(Your objective):
Where does the word "writeln" appear in the entries below? Copy each line that holds it.

[Opening Given data section]

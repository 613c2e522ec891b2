//! Error handling for the Layr CLI.
//!
//! Provides structured errors with:
//! - User-friendly messages
//! - Actionable suggestions
//! - Proper error chaining
//! - Exit code mapping

use std::error::Error;
use std::fmt::Write as _;

use owo_colors::OwoColorize;
use thiserror::Error;

use layr_core::error::{ErrorKind, LayrError};

/// Result type alias for CLI operations.
pub type CliResult<T> = Result<T, CliError>;

/// CLI error types.
#[derive(Debug, Error)]
pub enum CliError {
    /// Invalid user input the core never sees (config values, working directory).
    #[error("Invalid input: {message}")]
    InvalidInput { message: String },

    // ── Config errors ──────────────────────────────────────────────────────
    /// A configuration file could not be read, parsed, or written.
    #[error("Configuration error: {message}")]
    ConfigError {
        message: String,
        #[source]
        source: Option<Box<dyn std::error::Error + Send + Sync>>,
    },

    // ── Core errors ────────────────────────────────────────────────────────
    /// A generation failure propagated from `layr-core`.
    #[error("Generation failed: {0}")]
    Core(#[from] LayrError),

    // ── System errors ──────────────────────────────────────────────────────
    /// An I/O operation outside generation failed.
    #[error("I/O error: {message}")]
    IoError {
        message: String,
        #[source]
        source: std::io::Error,
    },
}

impl From<std::io::Error> for CliError {
    fn from(err: std::io::Error) -> Self {
        CliError::IoError {
            message: err.to_string(),
            source: err,
        }
    }
}

impl From<config::ConfigError> for CliError {
    fn from(err: config::ConfigError) -> Self {
        CliError::ConfigError {
            message: err.to_string(),
            source: Some(Box::new(err)),
        }
    }
}

impl CliError {
    /// Get user-actionable suggestions for fixing this error.
    pub fn suggestions(&self) -> Vec<String> {
        match self {
            Self::InvalidInput { message } => vec![
                format!("Check your input: {message}"),
                "Use --help for usage information".into(),
            ],

            Self::ConfigError { .. } => vec![
                "Check the file shown by 'layr config path'".into(),
                "Use 'layr init --force' to recreate a default config".into(),
                "Environment overrides use the LAYR__ prefix, e.g. LAYR__DEFAULTS__DATABASE".into(),
            ],

            Self::Core(core_err) => core_err.suggestions(),

            Self::IoError { message, .. } => vec![
                format!("I/O operation failed: {message}"),
                "Check file permissions".into(),
            ],
        }
    }

    /// Get the error category for styling and exit codes.
    pub fn category(&self) -> ErrorCategory {
        match self {
            Self::InvalidInput { .. } => ErrorCategory::UserError,
            Self::ConfigError { .. } => ErrorCategory::Configuration,
            Self::Core(core) => match core.kind() {
                ErrorKind::InvalidInput => ErrorCategory::UserError,
                ErrorKind::Io | ErrorKind::Template | ErrorKind::Internal => {
                    ErrorCategory::Internal
                }
            },
            Self::IoError { .. } => ErrorCategory::Internal,
        }
    }

    /// Exit code to pass to the OS.
    ///
    /// Every failed command exits 1; only configuration problems get their
    /// own code. Argument parse errors exit 2 before reaching this point.
    ///
    /// | Category      | Code |
    /// |---------------|------|
    /// | User error    |  1   |
    /// | Internal      |  1   |
    /// | Configuration |  4   |
    pub fn exit_code(&self) -> u8 {
        match self.category() {
            ErrorCategory::Configuration => 4,
            ErrorCategory::UserError | ErrorCategory::Internal => 1,
        }
    }

    /// Format the error for display with colors and suggestions.
    pub fn format_colored(&self, verbose: bool) -> String {
        let mut output = String::new();

        let _ = write!(
            output,
            "\n{} {}\n\n",
            "✗".red().bold(),
            "Error:".red().bold()
        );
        let _ = writeln!(output, "  {}", self.to_string().red());

        if verbose {
            let mut source = self.source();
            while let Some(err) = source {
                let _ = write!(
                    output,
                    "\n  {} {}\n",
                    "→".dimmed(),
                    err.to_string().dimmed()
                );
                source = err.source();
            }
        }

        let suggestions = self.suggestions();
        if !suggestions.is_empty() {
            let _ = write!(output, "\n{}\n", "Suggestions:".yellow().bold());
            for suggestion in suggestions {
                let _ = writeln!(output, "  {suggestion}");
            }
        }

        if !verbose {
            let _ = write!(
                output,
                "\n{} {}\n",
                "\u{2139}".blue(),
                "Use -v / --verbose for more details.".dimmed(),
            );
        }

        output
    }

    /// Plain-text version of [`Self::format_colored`], no ANSI codes.
    pub fn format_plain(&self, verbose: bool) -> String {
        let mut out = String::new();
        let _ = write!(out, "\nError: {self}\n");

        if verbose {
            let mut src = self.source();
            while let Some(err) = src {
                let _ = writeln!(out, "  Caused by: {err}");
                src = err.source();
            }
        }

        let suggestions = self.suggestions();
        if !suggestions.is_empty() {
            out.push_str("\nSuggestions:\n");
            for s in &suggestions {
                let _ = writeln!(out, "  {s}");
            }
        }

        if !verbose {
            out.push_str("\nUse -v / --verbose for more details.\n");
        }

        out
    }

    /// Log the error using tracing.
    pub fn log(&self) {
        match self.category() {
            ErrorCategory::UserError => tracing::warn!("User error: {}", self),
            ErrorCategory::Configuration => tracing::error!("Configuration error: {}", self),
            ErrorCategory::Internal => tracing::error!("Internal error: {}", self),
        }

        if let Some(source) = self.source() {
            tracing::debug!("Caused by: {}", source);
        }
    }
}

/// Error categories for classification.
#[derive(Debug, Clone, Copy, PartialEq, Eq)]
pub enum ErrorCategory {
    /// User input error (validation, invalid arguments).
    UserError,
    /// Configuration error.
    Configuration,
    /// Internal/system error.
    Internal,
}

// ── IntoCli trait ─────────────────────────────────────────────────────────────

/// Extension trait to convert I/O results into [`CliError`] at call-sites
/// with a descriptive context message.
pub trait IntoCli<T> {
    /// Convert to `CliResult` attaching a human-readable context message.
    fn with_cli_context<F, S>(self, f: F) -> CliResult<T>
    where
        F: FnOnce() -> S,
        S: Into<String>;
}

impl<T> IntoCli<T> for Result<T, std::io::Error> {
    fn with_cli_context<F, S>(self, f: F) -> CliResult<T>
    where
        F: FnOnce() -> S,
        S: Into<String>,
    {
        self.map_err(|e| CliError::IoError {
            message: f().into(),
            source: e,
        })
    }
}

#[cfg(test)]
mod tests {
    use super::*;
    use std::io;

    use layr_core::{
        application::ApplicationError,
        domain::DomainError,
        error::Context,
    };

    fn unknown_kind() -> CliError {
        CliError::Core(
            DomainError::UnknownComponentKind {
                kind: "service".into(),
            }
            .into(),
        )
    }

    fn write_failure() -> CliError {
        let result: Result<(), LayrError> = Err(ApplicationError::FilesystemError {
            path: "shop/go.mod".into(),
            reason: "disk full".into(),
        }
        .into());
        CliError::Core(result.context("generate project 'shop'").unwrap_err())
    }

    // ── suggestions ───────────────────────────────────────────────────────

    #[test]
    fn core_suggestions_are_forwarded() {
        let err = unknown_kind();
        assert!(err.suggestions().iter().any(|s| s.contains("controller")));
    }

    #[test]
    fn config_suggestions_mention_env_prefix() {
        let err = CliError::ConfigError {
            message: "x".into(),
            source: None,
        };
        assert!(err.suggestions().iter().any(|s| s.contains("LAYR__")));
    }

    // ── exit codes ────────────────────────────────────────────────────────

    #[test]
    fn generation_failures_exit_one() {
        assert_eq!(unknown_kind().category(), ErrorCategory::UserError);
        assert_eq!(unknown_kind().exit_code(), 1);
        assert_eq!(write_failure().category(), ErrorCategory::Internal);
        assert_eq!(write_failure().exit_code(), 1);
    }

    #[test]
    fn exit_code_configuration() {
        assert_eq!(
            CliError::ConfigError {
                message: "x".into(),
                source: None
            }
            .exit_code(),
            4
        );
    }

    #[test]
    fn exit_code_io() {
        assert_eq!(
            CliError::IoError {
                message: "x".into(),
                source: io::Error::other("e"),
            }
            .exit_code(),
            1
        );
    }

    // ── format ────────────────────────────────────────────────────────────

    #[test]
    fn format_plain_contains_error_header() {
        let s = unknown_kind().format_plain(false);
        assert!(s.contains("Error: Generation failed:"));
        assert!(s.contains("Suggestions:"));
        assert!(s.contains("--verbose"));
    }

    #[test]
    fn format_plain_verbose_prints_chain() {
        let s = write_failure().format_plain(true);
        assert!(s.contains("Caused by:"));
        assert!(s.contains("disk full"));
        assert!(!s.contains("--verbose"));
    }

    // ── IntoCli ───────────────────────────────────────────────────────────

    #[test]
    fn into_cli_io_error() {
        let result: Result<(), io::Error> = Err(io::Error::new(io::ErrorKind::NotFound, "missing"));
        let cli: CliResult<()> = result.with_cli_context(|| "reading config");
        assert!(matches!(cli, Err(CliError::IoError { .. })));
    }
}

[Closing Given data section]

(Solution for this task):
        let _ = writeln!(output, "  {}", self.to_string().red());
                let _ = writeln!(output, "  {suggestion}");
                let _ = writeln!(out, "  Caused by: {err}");
                let _ = writeln!(out, "  {s}");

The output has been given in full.